This rebroadcast originally aired on July 2, 2021.


Journalist George Packer has reported on strife and division around the world.

Now, he trains his eye homeward, and finds an America divided into four factions: the market-enthralled Free America; meritocratic Smart America; aggrieved Real America; and the impatient, rigid young activists of Just America.

It’s a failure laid bare by the largest-scale problem in a generation. Packer says of COVID: “The pandemic exploited our system weaknesses.”

So, not one America, but four. Can our country be reunited?

Guests

George Packer, staff writer at The Atlantic. Author of “Last Best Hope: America in Crisis and Renewal.”

Jack Beatty, On Point news analyst. (@JackBeattyNPR)

Interview Highlights

Is America a failed state? 

George Packer: “Last year, I wrote an essay for The Atlantic called We Are Living in a Failed State. And the headline got a lot of attention. I didn’t mean it literally. I have reported on failed states, Iraq, Sierra Leone, Ivory Coast, places where the state is simply not present, or is actively a force of destruction against its own citizens. We’re not there. Last spring, at the worst moments of the pandemic, you could still get an ambulance to the hospital if things went right for you, if the hospitals had a bed for you. The police were functioning in some way. Social Security checks were being mailed out. So it wasn’t as if the state had collapsed.

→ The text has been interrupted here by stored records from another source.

//! Path utilities and XDG directory discovery

use crate::ConfigError;
use directories::ProjectDirs;
use std::path::{Path, PathBuf};

/// XDG-compliant paths for Tessera
pub struct Paths {
    project_dirs: Option<ProjectDirs>,
}

impl Paths {
    /// Create a new Paths instance with XDG discovery
    pub fn new() -> Self {
        Self {
            project_dirs: ProjectDirs::from("org", "Tessera", "tessera"),
        }
    }

    /// Get user config directory (~/.config/tessera/)
    pub fn user_config_dir(&self) -> Result<PathBuf, ConfigError> {
        self.project_dirs
            .as_ref()
            .map(|p| p.config_dir().to_path_buf())
            .ok_or_else(|| {
                ConfigError::XdgError("Failed to determine user config directory".to_string())
            })
    }

    /// Get user config file path (~/.config/tessera/config.toml)
    pub fn user_config_file(&self) -> Result<PathBuf, ConfigError> {
        Ok(self.user_config_dir()?.join("config.toml"))
    }

    /// Get project config file path (tessera.toml)
    pub fn project_config_file(project_dir: impl AsRef<Path>) -> PathBuf {
        project_dir.as_ref().join("tessera.toml")
    }

    /// Get local config file path (tessera.local.toml, gitignored)
    pub fn local_config_file(project_dir: impl AsRef<Path>) -> PathBuf {
        project_dir.as_ref().join("tessera.local.toml")
    }
}

impl Default for Paths {
    fn default() -> Self {
        Self::new()
    }
}
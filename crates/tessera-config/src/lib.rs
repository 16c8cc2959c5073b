//! Configuration management for Tessera
//!
//! Provides hierarchical configuration loading from multiple sources:
//! 1. Environment variables (TESSERA_* prefix, `__` between section and key)
//! 2. tessera.local.toml (gitignored, local overrides)
//! 3. tessera.toml (git-tracked, project config)
//! 4. ~/.config/tessera/config.toml (user defaults)
//! 5. Built-in defaults (lowest precedence)

use anyhow::Result;
use serde::{Deserialize, Serialize};
use std::path::{Path, PathBuf};

mod error;
mod loader;
mod paths;

pub use error::ConfigError;
pub use loader::ConfigLoader;
pub use paths::Paths;

/// Main Tessera configuration
#[derive(Debug, Clone, Default, PartialEq, Eq, Serialize, Deserialize)]
#[serde(default)]
pub struct TesseraConfig {
    pub bulk: BulkConfig,
    pub statements: StatementsConfig,
    pub translation: TranslationConfig,
    pub logging: LoggingConfig,
}

/// Bulk resolution tuning
#[derive(Debug, Clone, PartialEq, Eq, Serialize, Deserialize)]
#[serde(default)]
pub struct BulkConfig {
    /// Batch reads slower than this are logged as warnings
    pub slow_read_threshold_ms: u64,
    pub include_global_attributes: bool,
    /// Upper bound on entities per call, 0 for unlimited
    pub max_entities: usize,
}

impl Default for BulkConfig {
    fn default() -> Self {
        Self {
            slow_read_threshold_ms: 500,
            include_global_attributes: true,
            max_entities: 0,
        }
    }
}

#[derive(Debug, Clone, PartialEq, Eq, Serialize, Deserialize)]
#[serde(default)]
pub struct StatementsConfig {
    /// When off, only direct and global attribute values are resolved
    pub evaluate_statements: bool,
}

impl Default for StatementsConfig {
    fn default() -> Self {
        Self {
            evaluate_statements: true,
        }
    }
}

#[derive(Debug, Clone, PartialEq, Eq, Serialize, Deserialize)]
#[serde(default)]
pub struct TranslationConfig {
    /// Dump the translation context at debug level
    pub log_context: bool,
    /// Credential requirement used when a form declares none
    pub default_credential_requirement: Option<String>,
    /// Directory of `*.json` translation profiles
    pub profiles_dir: PathBuf,
}

impl Default for TranslationConfig {
    fn default() -> Self {
        Self {
            log_context: false,
            default_credential_requirement: None,
            profiles_dir: PathBuf::from("profiles"),
        }
    }
}

#[derive(Debug, Clone, PartialEq, Eq, Serialize, Deserialize)]
#[serde(default)]
pub struct LoggingConfig {
    /// `tracing` env-filter directive
    pub filter: String,
}

impl Default for LoggingConfig {
    fn default() -> Self {
        Self {
            filter: "info".to_string(),
        }
    }
}

impl TesseraConfig {
    /// Load configuration from default locations
    pub fn load() -> Result<Self> {
        ConfigLoader::new().load()
    }

    /// Load configuration from specific project directory
    pub fn load_from_dir(project_dir: impl AsRef<Path>) -> Result<Self> {
        ConfigLoader::new().with_project_dir(project_dir).load()
    }

    /// Read a single TOML file, without layering
    pub fn from_file(path: impl AsRef<Path>) -> Result<Self, ConfigError> {
        let path = path.as_ref();
        let content = std::fs::read_to_string(path).map_err(|source| ConfigError::ReadError {
            path: path.to_path_buf(),
            source,
        })?;
        let config: Self = toml::from_str(&content).map_err(|source| ConfigError::ParseError {
            path: path.to_path_buf(),
            source,
        })?;
        config.validate()?;
        Ok(config)
    }

    /// Render as TOML, e.g. to write a starter `tessera.toml`
    pub fn to_toml(&self) -> Result<String, ConfigError> {
        Ok(toml::to_string_pretty(self)?)
    }

    /// Reject values no component can work with
    pub fn validate(&self) -> Result<(), ConfigError> {
        if self.bulk.slow_read_threshold_ms == 0 {
            return Err(ConfigError::ValidationError(
                "bulk.slow_read_threshold_ms must be positive".to_string(),
            ));
        }
        if self.logging.filter.trim().is_empty() {
            return Err(ConfigError::ValidationError(
                "logging.filter must not be empty".to_string(),
            ));
        }
        if self
            .translation
            .default_credential_requirement
            .as_deref()
            .is_some_and(|r| r.trim().is_empty())
        {
            return Err(ConfigError::ValidationError(
                "translation.default_credential_requirement must not be blank".to_string(),
            ));
        }
        if self.translation.profiles_dir.as_os_str().is_empty() {
            return Err(ConfigError::ValidationError(
                "translation.profiles_dir must not be empty".to_string(),
            ));
        }
        Ok(())
    }

    /// Resolve relative paths to absolute
    pub fn resolve_paths(&mut self, base_dir: impl AsRef<Path>) {
        if self.translation.profiles_dir.is_relative() {
            self.translation.profiles_dir = base_dir.as_ref().join(&self.translation.profiles_dir);
        }
    }
}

“But what happened last spring was that our government, our national government, sort of abandoned us to our fate in the face of a once-a-century pandemic. It had no plan, it had no structure. And it seemed to have no desire, as if it didn’t care whether we lived or died. And so that gave me the sensation I’ve had in some of these other countries, less fortunate countries, that there’s no state here to take care of us or to even do minimal things.

“We’re not nearly as far along as others, but the worst thing is to imagine we can never move in that direction. Because we’ve had a functioning government for centuries, and because we’re used to a certain level of comfort. We should never imagine it can’t happen here. It is happening here. And I wrote Last Best Hope both to point out how far along we came last year toward a real collapse of self-government, and also how much it’s up to us. Because there is no foreign power that’s going to come in and either make things better or worse here. We’re on our own.”

On the four factions of America, starting with ‘Real America’

George Packer: “These are narratives. I don’t see them as groups, although some groups adhere to the narratives more than others. But I don’t want our listeners to think I’m simply describing everyone in the United States as falling into one of four types. These are the dominant ideas of the country in the last generation, let’s say. And other ideas that we could talk about later that have not been dominant, and maybe need to come to the fore, are left out of this taxonomy. Real America, it’s a phrase Sarah Palin used in 2008 during the campaign.

“And she was referring to, as she put it, the hardworking, patriotic Americans in towns and rural areas who grow our food and fight our wars. So we know who she meant. She meant white people. She meant Christians. She meant small town folks, folks who work with their hands, folks who work on farms. And it had an invidious quality because it was so divisive. It meant some people are not Real Americans. People who live in cities, people who live on the coasts, maybe Black Americans, brown Americans, immigrant Americans. She was being categorical in her sort of explosive way in setting us against one another by calling it Real America.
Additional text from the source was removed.